WORK REQUEST = All lines from the one containing "let mut violations = Vec::new();" through the end of the data below must be reproduced exactly, and no others.

Items from a dataset:
● ● ●
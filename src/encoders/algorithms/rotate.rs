//! Self-inverse rotation ciphers. Encoding and decoding are the same call.

/// Rotates Latin letters by 13, preserving case.
pub fn rot13(text: &str) -> String {
    text.chars()
        .map(|c| match c {
            'a'..='z' => (((c as u8 - b'a') + 13) % 26 + b'a') as char,
            'A'..='Z' => (((c as u8 - b'A') + 13) % 26 + b'A') as char,
            _ => c,
        })
        .collect()
}

/// Rotates printable ASCII `!`..=`~` (33..=126) by 47.
pub fn rot47(text: &str) -> String {
    text.chars()
        .map(|c| match c {
            '!'..='~' => (((c as u8 - b'!') + 47) % 94 + b'!') as char,
            _ => c,
        })
        .collect()
}

#[cfg(test)]
mod tests {
    use super::*;

    #[test]
    fn test_rot13_known() {
        assert_eq!(rot13("Hello, World!"), "Uryyb, Jbeyq!");
        assert_eq!(rot13("abcxyzABCXYZ"), "nopklmNOPKLM");
        assert_eq!(rot13(""), "");
    }

    #[test]
    fn test_rot13_leaves_non_latin() {
        assert_eq!(rot13("ä 123 ß"), "ä 123 ß");
    }

    #[test]
    fn test_rot47_known() {
        assert_eq!(rot47("Hello, World!"), "w6==@[ (@C=5P");
        assert_eq!(rot47("!~"), "PO");
        assert_eq!(rot47("tab\there é"), "E23\t96C6 é");
    }

    #[test]
    fn test_self_inverse() {
        let text = "The Quick Brown Fox {jumps} over 42 lazy dogs ~ 世界";
        assert_eq!(rot13(&rot13(text)), text);
        assert_eq!(rot47(&rot47(text)), text);
    }
}
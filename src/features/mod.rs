//! One-way functions.
//!
//! Hashes live apart from the reversible codecs in `encoders`: they expose
//! no decode operation at all.

pub mod hashing;

pub use hashing::{
    DigestError, DigestProvider, HashAlgorithm, RustCryptoDigest, ShaAlgorithm, hash, hash_text,
};
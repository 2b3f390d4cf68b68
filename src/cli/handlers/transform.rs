use crate::cli::{
    args::TransformArgs,
    config::read_input,
    global::GlobalArgs,
    output::{AlreadyReported, print_json, print_stats},
};
use hashcodec::{
    AlgorithmCatalog, Category, ErrorKind, Mode, ModeSafeguard, Settings, StatsCollector,
    TransformDispatcher, TransformError, TransformRequest,
};
use std::fs;

/// Which subcommand asked for the transform.
#[derive(Debug, Clone, Copy, PartialEq, Eq)]
pub enum Action {
    Encode,
    Decode,
    Hash,
}

impl Action {
    fn mode(self) -> Mode {
        match self {
            Action::Decode => Mode::Decode,
            Action::Encode | Action::Hash => Mode::Encode,
        }
    }
}

pub fn handle(
    action: Action,
    args: TransformArgs,
    global: &GlobalArgs,
    settings: &Settings,
) -> Result<(), Box<dyn std::error::Error>> {
    let requested = args
        .algorithm
        .as_deref()
        .unwrap_or(settings.default_algorithm.as_str());
    let algorithm_id = settings.resolve_alias(requested);

    let input = read_input(args.file.as_deref(), global, settings)?;
    let request = TransformRequest::new(algorithm_id, action.mode(), input);

    let dispatcher = TransformDispatcher::new();
    let collector = StatsCollector::new(&dispatcher);
    let result = match prepare(dispatcher.catalog(), action, requested, &request) {
        Ok(prepared) => collector.measure(&prepared),
        Err(error) => collector.reject(&request, error),
    };

    if global.json {
        print_json(&result)?;
        return match result.error() {
            Some(_) => Err(Box::new(AlreadyReported)),
            None => Ok(()),
        };
    }

    if global.stats || settings.show_stats {
        print_stats(&result.stats);
    }

    let output = result.into_outcome()?;
    match &args.output {
        Some(path) => {
            fs::write(path, format!("{}\n", output))
                .map_err(|e| format!("cannot write '{}': {}", path.display(), e))?;
            log::info!("wrote {} bytes to {}", output.len() + 1, path.display());
        }
        None => println!("{}", output),
    }
    Ok(())
}

/// Runs the selection through the mode safeguard so a one-way algorithm
/// can never be asked to decode.
fn prepare(
    catalog: &AlgorithmCatalog,
    action: Action,
    requested: &str,
    request: &TransformRequest,
) -> Result<TransformRequest, TransformError> {
    let mut safeguard = ModeSafeguard::new(catalog);
    safeguard
        .select(&request.algorithm_id)
        .map_err(|e| TransformError::new(ErrorKind::UnsupportedAlgorithm, e.to_string()))?;
    let descriptor = safeguard
        .active()
        .ok_or_else(|| TransformError::new(ErrorKind::EncodingError, "no algorithm selected"))?;

    if action == Action::Hash && descriptor.category != Category::Hash {
        return Err(TransformError::new(
            ErrorKind::UnsupportedAlgorithm,
            format!(
                "'{}' is not a hash algorithm\nhint: use 'encode' for reversible algorithms",
                requested
            ),
        ));
    }

    let wanted = request.mode;
    if safeguard.set_mode(wanted) != wanted {
        return Err(TransformError::new(
            ErrorKind::IllegalModeForAlgorithm,
            format!(
                "'{}' is a one-way function and cannot {}",
                descriptor.id,
                wanted.as_str()
            ),
        ));
    }

    safeguard
        .request(request.input_text.as_str())
        .ok_or_else(|| TransformError::new(ErrorKind::EncodingError, "no algorithm selected"))
}
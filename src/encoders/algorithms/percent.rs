//! Percent-encoding over the UTF-8 bytes of the input.

use super::errors::DecodeError;

const UPPER_HEX: &[u8; 16] = b"0123456789ABCDEF";

/// RFC 3986 unreserved characters pass through untouched.
fn is_unreserved(byte: u8) -> bool {
    byte.is_ascii_alphanumeric() || matches!(byte, b'-' | b'.' | b'_' | b'~')
}

pub fn encode_url(text: &str) -> String {
    let mut result = String::with_capacity(text.len() * 3);
    for &byte in text.as_bytes() {
        if is_unreserved(byte) {
            result.push(byte as char);
        } else {
            result.push('%');
            result.push(UPPER_HEX[(byte >> 4) as usize] as char);
            result.push(UPPER_HEX[(byte & 0x0F) as usize] as char);
        }
    }
    result
}

fn hex_value(byte: u8) -> Option<u8> {
    match byte {
        b'0'..=b'9' => Some(byte - b'0'),
        b'a'..=b'f' => Some(byte - b'a' + 10),
        b'A'..=b'F' => Some(byte - b'A' + 10),
        _ => None,
    }
}

pub fn decode_url(text: &str) -> Result<String, DecodeError> {
    let input = text.as_bytes();
    let mut bytes = Vec::with_capacity(input.len());
    let mut i = 0;

    while i < input.len() {
        if input[i] != b'%' {
            bytes.push(input[i]);
            i += 1;
            continue;
        }

        let escape = input.get(i + 1..i + 3);
        match escape.map(|pair| (hex_value(pair[0]), hex_value(pair[1]))) {
            Some((Some(high), Some(low))) => {
                bytes.push((high << 4) | low);
                i += 3;
            }
            _ => {
                let end = (i + 3).min(input.len());
                let sequence = String::from_utf8_lossy(&input[i..end]);
                return Err(DecodeError::malformed_escape(i, sequence));
            }
        }
    }

    Ok(String::from_utf8(bytes)?)
}

#[cfg(test)]
mod tests {
    use super::*;

    #[test]
    fn test_unreserved_untouched() {
        assert_eq!(encode_url("AZaz09-._~"), "AZaz09-._~");
    }

    #[test]
    fn test_reserved_and_space_escaped() {
        assert_eq!(encode_url("a b&c=d/e?"), "a%20b%26c%3Dd%2Fe%3F");
        assert_eq!(encode_url("!*'()"), "%21%2A%27%28%29");
    }

    #[test]
    fn test_multibyte_escaped_per_byte() {
        assert_eq!(encode_url("€"), "%E2%82%AC");
        assert_eq!(decode_url("%E2%82%AC").unwrap(), "€");
        assert_eq!(decode_url("%e2%82%ac").unwrap(), "€");
    }

    #[test]
    fn test_plus_is_literal() {
        assert_eq!(decode_url("a+b").unwrap(), "a+b");
    }

    #[test]
    fn test_malformed_escapes() {
        assert_eq!(
            decode_url("100%"),
            Err(DecodeError::malformed_escape(3, "%"))
        );
        assert_eq!(
            decode_url("%4"),
            Err(DecodeError::malformed_escape(0, "%4"))
        );
        assert_eq!(
            decode_url("a%zzb"),
            Err(DecodeError::malformed_escape(1, "%zz"))
        );
    }

    #[test]
    fn test_broken_utf8_rejected() {
        assert!(matches!(
            decode_url("%E2%82"),
            Err(DecodeError::InvalidUtf8 { valid_up_to: 0 })
        ));
    }
}
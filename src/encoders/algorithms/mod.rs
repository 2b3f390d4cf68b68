pub mod binary;
pub mod chunked;
pub mod entities;
pub mod errors;
pub mod hex;
pub mod percent;
pub mod reverse;
pub mod rotate;

// Re-export error types for public API
pub use errors::{AlgorithmNotFoundError, DecodeError, find_closest_algorithm};
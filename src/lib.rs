//! Deterministic text transforms: reversible codecs, toy ciphers, and
//! one-way digests behind a single request/result boundary.
//!
//! ```
//! use hashcodec::{StatsCollector, TransformDispatcher, TransformRequest};
//!
//! let dispatcher = TransformDispatcher::new();
//! let result = StatsCollector::new(&dispatcher).measure(&TransformRequest::encode("base64", "hello"));
//! assert_eq!(result.output_text(), Some("aGVsbG8="));
//! ```

mod core;
mod dispatch;
mod encoders;
mod features;
pub mod prelude;
mod safeguard;
mod stats;

pub use crate::core::catalog::{AlgorithmCatalog, AlgorithmDescriptor, Category};
pub use crate::core::config::{Settings, SettingsFile};
pub use dispatch::{
    ErrorKind, Mode, TransformDispatcher, TransformError, TransformRequest, TransformResult,
};
pub use encoders::algorithms::{AlgorithmNotFoundError, DecodeError, find_closest_algorithm};
pub use encoders::{Codec, binary, chunked, entities, hex, percent, reverse, rotate};
pub use features::{
    DigestError, DigestProvider, HashAlgorithm, RustCryptoDigest, ShaAlgorithm, hash, hash_text,
};
pub use safeguard::{ModeSafeguard, SafeguardEvent};
pub use stats::{StatsCollector, TransformStats, code_units, count_lines};
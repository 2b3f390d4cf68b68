use hashcodec::{TransformResult, TransformStats};
use std::io::IsTerminal;

/// Check if colored output should be used
pub fn should_use_color(no_color_flag: bool) -> bool {
    if no_color_flag || std::env::var_os("NO_COLOR").is_some() {
        return false;
    }
    std::io::stderr().is_terminal()
}

/// Print an error to stderr with `error:` / `hint:` prefixes.
pub fn print_error(err: &dyn std::error::Error, use_color: bool) {
    let message = err.to_string();
    let (error_prefix, hint_prefix) = if use_color {
        ("\x1b[1;31merror:\x1b[0m", "\x1b[1;36mhint:\x1b[0m")
    } else {
        ("error:", "hint:")
    };

    let mut lines = message.lines();
    if let Some(first) = lines.next() {
        eprintln!("{} {}", error_prefix, first);
    }
    for line in lines {
        match line.strip_prefix("hint:") {
            Some(rest) => eprintln!("{}{}", hint_prefix, rest),
            None => eprintln!("{}", line),
        }
    }
}

pub fn print_stats(stats: &TransformStats) {
    eprintln!(
        "{:.3} ms, {} chars in, {} chars out, {} lines",
        stats.elapsed_ms, stats.char_count_in, stats.char_count_out, stats.line_count
    );
}

pub fn print_json(result: &TransformResult) -> Result<(), serde_json::Error> {
    println!("{}", serde_json::to_string_pretty(result)?);
    Ok(())
}

/// Marker for failures whose details were already written to stdout.
#[derive(Debug)]
pub struct AlreadyReported;

impl std::fmt::Display for AlreadyReported {
    fn fmt(&self, f: &mut std::fmt::Formatter<'_>) -> std::fmt::Result {
        write!(f, "transform failed")
    }
}

impl std::error::Error for AlreadyReported {}
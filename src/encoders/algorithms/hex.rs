use super::errors::DecodeError;

/// Lowercase hex of the UTF-8 bytes.
pub fn encode_hex(text: &str) -> String {
    hex::encode(text.as_bytes())
}

pub fn decode_hex(text: &str) -> Result<String, DecodeError> {
    let bytes = hex::decode(text).map_err(|err| match err {
        hex::FromHexError::InvalidHexCharacter { c, index } => {
            DecodeError::invalid_character(c, index, text, "0-9a-fA-F")
        }
        _ => {
            DecodeError::invalid_length(
                text.len(),
                "an even number of hex digits",
                "each byte is written as exactly two digits",
            )
        }
    })?;

    Ok(String::from_utf8(bytes)?)
}
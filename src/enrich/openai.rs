//! OpenAI-compatible chat completions backend.

use std::time::Duration;

use anyhow::{Context, Result};
use reqwest::header::{HeaderMap, HeaderValue, AUTHORIZATION, CONTENT_TYPE};
use reqwest::Client;
use serde::{Deserialize, Serialize};

use super::{ChatBackend, EnrichError};

/// Async chat client for `/chat/completions`.
#[derive(Clone)]
pub struct OpenAiChat {
    client: Client,
    endpoint: String,
    model: String,
}

impl OpenAiChat {
    /// Builds a client with bearer auth baked into the default headers.
    pub fn new(api_key: &str, base_url: &str, model: String, timeout: Duration) -> Result<Self> {
        anyhow::ensure!(!api_key.trim().is_empty(), "missing OpenAI API key");
        anyhow::ensure!(!model.trim().is_empty(), "missing OpenAI model name");
        let mut headers = HeaderMap::new();
        let auth = format!("Bearer {}", api_key.trim());
        headers.insert(
            AUTHORIZATION,
            HeaderValue::from_str(&auth).context("invalid OpenAI API key")?,
        );
        headers.insert(CONTENT_TYPE, HeaderValue::from_static("application/json"));
        let client = Client::builder()
            .timeout(timeout)
            .default_headers(headers)
            .build()
            .context("failed to build OpenAI HTTP client")?;
        let endpoint = format!("{}/chat/completions", base_url.trim_end_matches('/'));
        Ok(Self {
            client,
            endpoint,
            model,
        })
    }
}

impl ChatBackend for OpenAiChat {
    async fn complete(&self, system: &str, user: &str) -> Result<String, EnrichError> {
        let body = ChatRequest {
            model: &self.model,
            temperature: 0.0,
            messages: vec![
                ChatMessage {
                    role: "system",
                    content: system,
                },
                ChatMessage {
                    role: "user",
                    content: user,
                },
            ],
        };
        let resp = self
            .client
            .post(&self.endpoint)
            .json(&body)
            .send()
            .await
            .map_err(|err| EnrichError::Transport(err.to_string()))?;
        let status = resp.status();
        if !status.is_success() {
            let body = resp
                .text()
                .await
                .unwrap_or_else(|_| "<body unavailable>".to_string());
            return Err(EnrichError::Status {
                status: status.as_u16(),
                body,
            });
        }
        let parsed: ChatResponse = resp
            .json()
            .await
            .map_err(|err| EnrichError::Malformed(format!("chat envelope: {err}")))?;
        Ok(parsed
            .choices
            .into_iter()
            .find_map(|choice| choice.message.content)
            .unwrap_or_else(|| "{}".to_string()))
    }
}

#[derive(Serialize)]
struct ChatRequest<'a> {
    model: &'a str,
    temperature: f32,
    messages: Vec<ChatMessage<'a>>,
}

#[derive(Serialize)]
struct ChatMessage<'a> {
    role: &'a str,
    content: &'a str,
}

#[derive(Debug, Deserialize)]
struct ChatResponse {
    #[serde(default)]
    choices: Vec<ChatChoice>,
}

#[derive(Debug, Deserialize)]
struct ChatChoice {
    message: AssistantMessage,
}

#[derive(Debug, Deserialize)]
struct AssistantMessage {
    content: Option<String>,
}

#[cfg(test)]
mod tests {
    use super::*;

    #[test]
    fn rejects_blank_key() {
        let err = OpenAiChat::new(
            " ",
            "https://api.openai.com/v1",
            "gpt-4o-mini".into(),
            Duration::from_secs(1),
        )
        .err()
        .expect("blank key must fail");
        assert!(err.to_string().contains("missing OpenAI API key"));
    }

    #[test]
    fn endpoint_joins_base_url() {
        let chat = OpenAiChat::new(
            "sk-test",
            "http://localhost:8080/v1/",
            "gpt-4o-mini".into(),
            Duration::from_secs(1),
        )
        .unwrap();
        assert_eq!(chat.endpoint, "http://localhost:8080/v1/chat/completions");
    }

    #[test]
    fn request_serializes_like_the_chat_api() {
        let body = ChatRequest {
            model: "gpt-4o-mini",
            temperature: 0.0,
            messages: vec![ChatMessage {
                role: "user",
                content: "{}",
            }],
        };
        let value = serde_json::to_value(&body).unwrap();
        assert_eq!(value["messages"][0]["role"], "user");
        assert_eq!(value["temperature"], 0.0);
    }
}
//! Schema checks over a serialized dataset.

use std::collections::HashSet;
use std::fmt;

use serde_json::Value;

use crate::records::RecordKind;

/// One problem found in a dataset.
#[derive(Debug, Clone, PartialEq, Eq)]
pub enum Violation {
    /// The dataset is not a JSON array.
    NotAnArray,
    /// An entry is not a JSON object.
    NotAnObject { index: usize },
    MissingKey { index: usize, key: &'static str },
    /// The title or text field is not a non-empty string.
    InvalidText { index: usize, field: &'static str },
    DuplicateId { id: String },
}

impl fmt::Display for Violation {
    fn fmt(&self, f: &mut fmt::Formatter<'_>) -> fmt::Result {
        match self {
            Self::NotAnArray => write!(f, "dataset must be a JSON array"),
            Self::NotAnObject { index } => write!(f, "Entry at index {index} is not an object"),
            Self::MissingKey { index, key } => write!(f, "Missing key '{key}' at index {index}"),
            Self::InvalidText { index, field } => write!(f, "Invalid {field} at index {index}"),
            Self::DuplicateId { id } => write!(f, "Duplicate id '{id}'"),
        }
    }
}

/// Checks every entry and returns all violations, not just the first.
pub fn validate(kind: RecordKind, dataset: &Value) -> Result<(), Vec<Violation>> {
    let Some(entries) = dataset.as_array() else {
        return Err(vec![Violation::NotAnArray]);
    };

    let text_field = kind.text_field();
    let mut seen_ids = HashSet::new();
    let mut violations = Vec::new();
    for (index, entry) in entries.iter().enumerate() {
        let Some(fields) = entry.as_object() else {
            violations.push(Violation::NotAnObject { index });
            continue;
        };
        for &key in kind.required_keys() {
            if !fields.contains_key(key) {
                violations.push(Violation::MissingKey { index, key });
            }
        }
        let text_ok = fields
            .get(text_field)
            .and_then(Value::as_str)
            .is_some_and(|text| !text.trim().is_empty());
        if !text_ok {
            violations.push(Violation::InvalidText {
                index,
                field: text_field,
            });
        }
        if let Some(id) = fields.get("id") {
            let id = id.as_str().map_or_else(|| id.to_string(), str::to_string);
            if !seen_ids.insert(id.clone()) {
                violations.push(Violation::DuplicateId { id });
            }
        }
    }

    if violations.is_empty() {
        Ok(())
    } else {
        Err(violations)
    }
}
● ● ●
EXERCISE SOLUTION =
    let mut violations = Vec::new();
    for (index, entry) in entries.iter().enumerate() {
        let Some(fields) = entry.as_object() else {
            violations.push(Violation::NotAnObject { index });
            continue;
        };
        for &key in kind.required_keys() {
            if !fields.contains_key(key) {
                violations.push(Violation::MissingKey { index, key });
            }
        }
        let text_ok = fields
            .get(text_field)
            .and_then(Value::as_str)
            .is_some_and(|text| !text.trim().is_empty());
        if !text_ok {
            violations.push(Violation::InvalidText {
                index,
                field: text_field,
            });
        }
        if let Some(id) = fields.get("id") {
            let id = id.as_str().map_or_else(|| id.to_string(), str::to_string);
            if !seen_ids.insert(id.clone()) {
                violations.push(Violation::DuplicateId { id });
            }
        }
    }

    if violations.is_empty() {
        Ok(())
    } else {
        Err(violations)
    }
}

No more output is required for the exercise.